▶ _Exercise inputs_
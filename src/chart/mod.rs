//! Chart model, composition and rendering.
//!
//! A [`Chart`] is an ordered list of traces plus layout metadata. It is
//! built once by [`compose`], then handed to [`render`] to be written out as
//! a self-contained HTML document.

pub mod compose;
pub mod distinguished;
pub mod render;
pub mod viewer;

pub use compose::compose;
pub use distinguished::{DistinguishedKind, DistinguishedPortfolio};
pub use render::{RenderError, render_document, write_document};
pub use viewer::{SystemViewer, Viewer};

use serde::Serialize;

/// What a trace represents on the frontier plot.
#[derive(Debug, Clone, Copy, PartialEq, Eq, Serialize)]
#[serde(rename_all = "snake_case")]
pub enum TraceRole {
    FrontierLine,
    FrontierPoints,
    TargetReturn,
    UserTarget,
    MaxSharpe,
    MinRisk,
}

#[derive(Debug, Clone, Copy, PartialEq, Eq, Serialize)]
pub enum Mode {
    #[serde(rename = "lines")]
    Lines,
    #[serde(rename = "lines+markers")]
    LinesMarkers,
    #[serde(rename = "markers")]
    Markers,
    #[serde(rename = "markers+text")]
    MarkersText,
}

impl Mode {
    pub fn has_line(self) -> bool {
        matches!(self, Mode::Lines | Mode::LinesMarkers)
    }

    pub fn has_markers(self) -> bool {
        !matches!(self, Mode::Lines)
    }
}

#[derive(Debug, Clone, Copy, PartialEq, Eq, Serialize)]
#[serde(rename_all = "kebab-case")]
pub enum MarkerSymbol {
    Circle,
    CircleOpen,
    Star,
    Diamond,
}

#[derive(Debug, Clone, Copy, PartialEq, Eq, Serialize)]
#[serde(rename_all = "kebab-case")]
pub enum TextPosition {
    TopCenter,
    BottomCenter,
}

#[derive(Debug, Clone, Copy, PartialEq, Serialize)]
pub struct Outline {
    pub color: &'static str,
    pub width: f64,
}

#[derive(Debug, Clone, Copy, PartialEq, Serialize)]
pub struct MarkerStyle {
    pub color: &'static str,
    pub size: f64,
    pub symbol: MarkerSymbol,
    pub opacity: f64,
    pub outline: Option<Outline>,
}

#[derive(Debug, Clone, Copy, PartialEq, Serialize)]
pub struct LineStyle {
    pub color: &'static str,
    pub width: f64,
    pub dash: bool,
    pub spline: bool,
}

#[derive(Debug, Clone, PartialEq, Serialize)]
pub struct Trace {
    pub role: TraceRole,
    pub name: String,
    pub mode: Mode,
    pub x: Vec<f64>,
    pub y: Vec<f64>,
    pub line: Option<LineStyle>,
    pub marker: Option<MarkerStyle>,
    /// Annotation lines drawn next to the first point.
    pub text: Vec<String>,
    pub text_position: TextPosition,
    pub show_legend: bool,
    pub hover: bool,
}

impl Trace {
    pub fn points(&self) -> impl Iterator<Item = (f64, f64)> + '_ {
        self.x.iter().copied().zip(self.y.iter().copied())
    }
}

#[derive(Debug, Clone, PartialEq, Serialize)]
pub struct Axis {
    pub title: &'static str,
    pub title_font_size: u32,
    pub grid_color: &'static str,
    pub zero_line: bool,
    pub zero_line_width: f64,
    pub zero_line_color: &'static str,
}

#[derive(Debug, Clone, PartialEq, Serialize)]
pub struct Legend {
    /// Anchor position as a fraction of the plot area, measured from the left.
    pub x: f64,
    /// Anchor position as a fraction of the plot area, measured from the bottom.
    pub y: f64,
    pub background: &'static str,
    pub border_color: &'static str,
    pub border_width: f64,
}

#[derive(Debug, Clone, PartialEq, Serialize)]
pub struct Layout {
    pub title: String,
    pub title_font_size: u32,
    pub x_axis: Axis,
    pub y_axis: Axis,
    pub legend: Legend,
    pub hover_mode: &'static str,
}

/// Layered traces plus layout. Immutable once built.
#[derive(Debug, Clone, PartialEq, Serialize)]
pub struct Chart {
    traces: Vec<Trace>,
    layout: Layout,
}

impl Chart {
    pub fn new(traces: Vec<Trace>, layout: Layout) -> Self {
        Self { traces, layout }
    }

    pub fn traces(&self) -> &[Trace] {
        &self.traces
    }

    pub fn layout(&self) -> &Layout {
        &self.layout
    }

    pub fn trace(&self, role: TraceRole) -> Option<&Trace> {
        self.traces.iter().find(|t| t.role == role)
    }

    pub fn has_trace(&self, role: TraceRole) -> bool {
        self.trace(role).is_some()
    }
}
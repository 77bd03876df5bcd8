//! Builds the frontier chart from loaded inputs.
//!
//! Layering is fixed: frontier line, frontier scatter, then one independent
//! overlay step per distinguished portfolio. A step with nothing to show
//! contributes no traces and never affects the others.

use super::{
    Axis, Chart, DistinguishedKind, DistinguishedPortfolio, Layout, Legend, LineStyle,
    MarkerStyle, MarkerSymbol, Mode, Outline, TextPosition, Trace, TraceRole,
};
use crate::core::{Frontier, PortfolioSummary};
use tracing::info;

const X_AXIS_TITLE: &str = "Annualized Portfolio Standard Deviation";
const Y_AXIS_TITLE: &str = "Annualized Expected Portfolio Return";

pub fn compose(
    frontier: &Frontier,
    user_target: Option<&PortfolioSummary>,
    max_sharpe: Option<&PortfolioSummary>,
    title: &str,
) -> Chart {
    let mut traces = vec![frontier_line(frontier), frontier_scatter(frontier)];

    let overlays: [Vec<Trace>; 3] = [
        user_target
            .map(|target| user_target_overlay(frontier, target))
            .unwrap_or_default(),
        max_sharpe.map(max_sharpe_overlay).into_iter().collect(),
        vec![min_risk_overlay(frontier)],
    ];
    traces.extend(overlays.into_iter().flatten());

    Chart::new(traces, frontier_layout(title))
}

fn frontier_line(frontier: &Frontier) -> Trace {
    let (x, y) = split_points(frontier);
    Trace {
        role: TraceRole::FrontierLine,
        name: "Efficient Frontier".to_string(),
        mode: Mode::LinesMarkers,
        x,
        y,
        line: Some(LineStyle {
            color: "#636efa",
            width: 2.0,
            dash: false,
            spline: true,
        }),
        marker: Some(MarkerStyle {
            color: "#636efa",
            size: 8.0,
            symbol: MarkerSymbol::Circle,
            opacity: 0.7,
            outline: Some(Outline {
                color: "darkslategrey",
                width: 1.0,
            }),
        }),
        text: Vec::new(),
        text_position: TextPosition::TopCenter,
        show_legend: false,
        hover: true,
    }
}

fn frontier_scatter(frontier: &Frontier) -> Trace {
    let (x, y) = split_points(frontier);
    Trace {
        role: TraceRole::FrontierPoints,
        name: "Frontier Portfolios".to_string(),
        mode: Mode::Markers,
        x,
        y,
        line: None,
        marker: Some(MarkerStyle {
            color: "blue",
            size: 8.0,
            symbol: MarkerSymbol::Circle,
            opacity: 0.7,
            outline: None,
        }),
        text: Vec::new(),
        text_position: TextPosition::TopCenter,
        show_legend: true,
        hover: true,
    }
}

/// Dashed line at the target return across the padded risk span, plus the
/// achieved portfolio marker.
fn user_target_overlay(frontier: &Frontier, target: &PortfolioSummary) -> Vec<Trace> {
    let (lo, hi) = frontier.padded_risk_range();
    let reference = Trace {
        role: TraceRole::TargetReturn,
        name: format!("User Target Return ({:.4})", target.expected_return),
        mode: Mode::Lines,
        x: vec![lo, hi],
        y: vec![target.expected_return, target.expected_return],
        line: Some(LineStyle {
            color: "green",
            width: 2.0,
            dash: true,
            spline: false,
        }),
        marker: None,
        text: Vec::new(),
        text_position: TextPosition::TopCenter,
        show_legend: true,
        hover: false,
    };

    let portfolio = DistinguishedPortfolio::from_summary(DistinguishedKind::UserTarget, target);
    let marker = distinguished_marker(
        &portfolio,
        TraceRole::UserTarget,
        MarkerStyle {
            color: "darkgreen",
            size: 14.0,
            symbol: MarkerSymbol::CircleOpen,
            opacity: 1.0,
            outline: Some(Outline {
                color: "darkgreen",
                width: 2.0,
            }),
        },
        TextPosition::TopCenter,
    );

    vec![reference, marker]
}

fn max_sharpe_overlay(summary: &PortfolioSummary) -> Trace {
    let portfolio = DistinguishedPortfolio::from_summary(DistinguishedKind::MaxSharpe, summary);
    distinguished_marker(
        &portfolio,
        TraceRole::MaxSharpe,
        MarkerStyle {
            color: "red",
            size: 12.0,
            symbol: MarkerSymbol::Star,
            opacity: 1.0,
            outline: Some(Outline {
                color: "black",
                width: 2.0,
            }),
        },
        TextPosition::TopCenter,
    )
}

fn min_risk_overlay(frontier: &Frontier) -> Trace {
    let portfolio = DistinguishedPortfolio::min_risk(frontier.min_risk_point());
    distinguished_marker(
        &portfolio,
        TraceRole::MinRisk,
        MarkerStyle {
            color: "purple",
            size: 12.0,
            symbol: MarkerSymbol::Diamond,
            opacity: 1.0,
            outline: Some(Outline {
                color: "black",
                width: 2.0,
            }),
        },
        TextPosition::BottomCenter,
    )
}

fn distinguished_marker(
    portfolio: &DistinguishedPortfolio,
    role: TraceRole,
    marker: MarkerStyle,
    text_position: TextPosition,
) -> Trace {
    info!(
        risk = portfolio.risk,
        ret = portfolio.ret,
        "Highlighted {}",
        portfolio.kind.display_name()
    );
    Trace {
        role,
        name: portfolio.legend_name(),
        mode: Mode::MarkersText,
        x: vec![portfolio.risk],
        y: vec![portfolio.ret],
        line: None,
        marker: Some(marker),
        text: portfolio.annotation(),
        text_position,
        show_legend: true,
        hover: true,
    }
}

fn split_points(frontier: &Frontier) -> (Vec<f64>, Vec<f64>) {
    frontier.points().iter().map(|p| (p.risk, p.ret)).unzip()
}

fn frontier_axis(title: &'static str) -> Axis {
    Axis {
        title,
        title_font_size: 16,
        grid_color: "lightgrey",
        zero_line: true,
        zero_line_width: 2.0,
        zero_line_color: "lightgrey",
    }
}

fn frontier_layout(title: &str) -> Layout {
    Layout {
        title: title.to_string(),
        title_font_size: 24,
        x_axis: frontier_axis(X_AXIS_TITLE),
        y_axis: frontier_axis(Y_AXIS_TITLE),
        legend: Legend {
            x: 0.01,
            y: 0.99,
            background: "#ffffff",
            border_color: "black",
            border_width: 1.0,
        },
        hover_mode: "closest",
    }
}
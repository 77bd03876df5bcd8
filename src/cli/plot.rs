//! The frontier plotting pipeline.
//!
//! Loads the frontier (fatal on failure), the two optional portfolio
//! summaries (absent on failure), composes the chart, writes it and hands it
//! to the viewer. Write and viewer failures are reported but do not fail the
//! run.

use super::ui;
use crate::chart::{self, Chart, RenderError, Viewer};
use crate::core::config::AppConfig;
use anyhow::Result;
use std::path::PathBuf;
use tracing::{error, info, warn};

/// Result of a pipeline run that got as far as composing a chart.
#[derive(Debug)]
pub struct PlotOutcome {
    pub chart: Chart,
    /// Where the document landed, or why it could not be written.
    pub output: Result<PathBuf, RenderError>,
}

impl PlotOutcome {
    pub fn written(&self) -> Option<&PathBuf> {
        self.output.as_ref().ok()
    }
}

pub fn run(config: &AppConfig, viewer: Option<&dyn Viewer>) -> Result<PlotOutcome> {
    info!("Visualizing Efficient Frontier");

    let (frontier, user_target, max_sharpe) = super::load_inputs(config)?;

    let chart = chart::compose(
        &frontier,
        user_target.as_ref(),
        max_sharpe.as_ref(),
        &config.title,
    );

    let output_path = config.output_path();
    let output = match chart::write_document(&chart, &output_path) {
        Ok(()) => {
            println!(
                "{} {}",
                ui::style_text("Interactive plot saved to:", ui::StyleType::Success),
                output_path.display()
            );
            if let Some(viewer) = viewer {
                if let Err(e) = viewer.show(&output_path) {
                    warn!(error = %e, "Could not display plot");
                }
            }
            Ok(output_path)
        }
        Err(e) => {
            error!(path = %output_path.display(), error = %e, "Error saving plot");
            Err(e)
        }
    };

    info!("Visualization complete");
    Ok(PlotOutcome { chart, output })
}
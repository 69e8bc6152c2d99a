//! Session storage contracts and the in-memory implementation.
//!
//! Each session owns its own async lock. A turn holds that lock from the moment it reads
//! history until the assistant reply is appended, so two turns on one id never interleave
//! while turns on different ids run in parallel.

use std::collections::HashMap;
use std::sync::{Arc, Mutex, MutexGuard};

use pcommon::{BoxFuture, SessionId};
use tokio::sync::{Mutex as AsyncMutex, OwnedMutexGuard};

use crate::{ChatError, ChatMessage, ChatSession};

pub type ChatFuture<'a, T> = BoxFuture<'a, T>;
pub type SessionHandle = Arc<SessionCell>;

#[derive(Debug)]
pub struct SessionCell {
    id: SessionId,
    model: String,
    messages: Arc<AsyncMutex<Vec<ChatMessage>>>,
}

impl SessionCell {
    pub fn new(id: SessionId, model: impl Into<String>) -> Self {
        Self {
            id,
            model: model.into(),
            messages: Arc::new(AsyncMutex::new(Vec::new())),
        }
    }

    pub fn id(&self) -> &SessionId {
        &self.id
    }

    /// Fixed at creation.
    pub fn model(&self) -> &str {
        &self.model
    }

    pub async fn snapshot(&self) -> ChatSession {
        let messages = self.messages.lock().await;
        ChatSession {
            id: self.id.clone(),
            model: self.model.clone(),
            messages: messages.clone(),
        }
    }

    pub async fn append(&self, message: ChatMessage) {
        self.messages.lock().await.push(message);
    }

    /// Waits for any in-flight turn on this session, then claims it exclusively.
    pub async fn begin_turn(&self) -> SessionTurn {
        SessionTurn {
            messages: Arc::clone(&self.messages).lock_owned().await,
        }
    }
}

/// Exclusive access to one session's history for the duration of a turn.
pub struct SessionTurn {
    messages: OwnedMutexGuard<Vec<ChatMessage>>,
}

impl SessionTurn {
    pub fn messages(&self) -> &[ChatMessage] {
        &self.messages
    }

    pub fn push(&mut self, message: ChatMessage) {
        self.messages.push(message);
    }
}

pub trait SessionStore: Send + Sync {
    /// Returns the session for `id`, creating it with `model` only if absent.
    /// Concurrent callers for one id all receive the same session.
    fn get_or_create(&self, id: &SessionId, model: &str) -> Result<SessionHandle, ChatError>;

    fn lookup(&self, id: &SessionId) -> Result<Option<SessionHandle>, ChatError>;

    fn len(&self) -> Result<usize, ChatError>;

    fn is_empty(&self) -> Result<bool, ChatError> {
        Ok(self.len()? == 0)
    }

    fn get<'a>(
        &'a self,
        id: &'a SessionId,
    ) -> ChatFuture<'a, Result<Option<ChatSession>, ChatError>> {
        Box::pin(async move {
            match self.lookup(id)? {
                Some(cell) => Ok(Some(cell.snapshot().await)),
                None => Ok(None),
            }
        })
    }

    /// Appending to an unknown id is a no-op.
    fn append<'a>(
        &'a self,
        id: &'a SessionId,
        message: ChatMessage,
    ) -> ChatFuture<'a, Result<(), ChatError>> {
        Box::pin(async move {
            if let Some(cell) = self.lookup(id)? {
                cell.append(message).await;
            }
            Ok(())
        })
    }
}

#[derive(Debug, Default)]
pub struct InMemorySessionStore {
    sessions: Mutex<HashMap<SessionId, SessionHandle>>,
}

impl InMemorySessionStore {
    pub fn new() -> Self {
        Self::default()
    }

    fn sessions(&self) -> Result<MutexGuard<'_, HashMap<SessionId, SessionHandle>>, ChatError> {
        self.sessions
            .lock()
            .map_err(|_| ChatError::internal("session store lock poisoned"))
    }
}

impl SessionStore for InMemorySessionStore {
    fn get_or_create(&self, id: &SessionId, model: &str) -> Result<SessionHandle, ChatError> {
        let mut sessions = self.sessions()?;
        let cell = sessions
            .entry(id.clone())
            .or_insert_with(|| Arc::new(SessionCell::new(id.clone(), model)));
        Ok(Arc::clone(cell))
    }

    fn lookup(&self, id: &SessionId) -> Result<Option<SessionHandle>, ChatError> {
        Ok(self.sessions()?.get(id).cloned())
    }

    fn len(&self) -> Result<usize, ChatError> {
        Ok(self.sessions()?.len())
    }
}
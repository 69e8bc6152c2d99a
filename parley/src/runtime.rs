//! Runtime wiring: one chat service per configured backend.

use std::sync::Arc;

use pcommon::Registry;

use crate::{
    ChatService, ConversationHooks, GatewayConfig, InMemorySessionStore, ModelProvider,
    ObservabilityHooks, ProviderError, ProviderId, ProviderRegistry, SafeConversationHooks,
    build_provider,
};

/// Hooks installed by default: tracing and metrics, isolated from panics.
pub fn default_hooks() -> Arc<dyn ConversationHooks> {
    Arc::new(SafeConversationHooks::new(ObservabilityHooks::new()))
}

pub fn chat_service(provider: Arc<dyn ModelProvider>) -> ChatService {
    chat_service_with_hooks(provider, default_hooks())
}

/// Each service gets its own session store, so a session id is scoped to one backend.
pub fn chat_service_with_hooks(
    provider: Arc<dyn ModelProvider>,
    hooks: Arc<dyn ConversationHooks>,
) -> ChatService {
    ChatService::builder(provider)
        .store(Arc::new(InMemorySessionStore::new()))
        .hooks(hooks)
        .build()
}

#[derive(Clone, Default)]
pub struct GatewayRuntime {
    services: Registry<ProviderId, Arc<ChatService>>,
}

impl GatewayRuntime {
    pub fn new() -> Self {
        Self::default()
    }

    pub fn from_config(config: &GatewayConfig) -> Result<Self, ProviderError> {
        let mut providers = ProviderRegistry::new();
        if let Some(ollama) = &config.ollama {
            providers.register_shared(build_provider(ProviderId::Ollama, ollama)?);
        }
        if let Some(openai) = &config.openai {
            providers.register_shared(build_provider(ProviderId::OpenAi, openai)?);
        }

        Ok(Self::from_registry(&providers, default_hooks()))
    }

    pub fn from_registry(
        providers: &ProviderRegistry,
        hooks: Arc<dyn ConversationHooks>,
    ) -> Self {
        let mut runtime = Self::new();
        for provider_id in providers.ids() {
            if let Some(provider) = providers.get(provider_id) {
                runtime.insert(chat_service_with_hooks(provider, Arc::clone(&hooks)));
            }
        }
        runtime
    }

    /// Registers `service` under its backend id, replacing any previous one.
    pub fn insert(&mut self, service: ChatService) -> Option<Arc<ChatService>> {
        self.services.insert(service.backend(), Arc::new(service))
    }

    pub fn service(&self, backend: ProviderId) -> Option<Arc<ChatService>> {
        self.services.get(&backend).cloned()
    }

    pub fn backends(&self) -> Vec<ProviderId> {
        ProviderId::ALL
            .into_iter()
            .filter(|backend| self.services.contains_key(backend))
            .collect()
    }

    pub fn is_empty(&self) -> bool {
        self.services.is_empty()
    }
}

▶ _What to do_
Give the number of lines in the listing that hold the word "const", with no other words.

▶ _Solution to this task_
2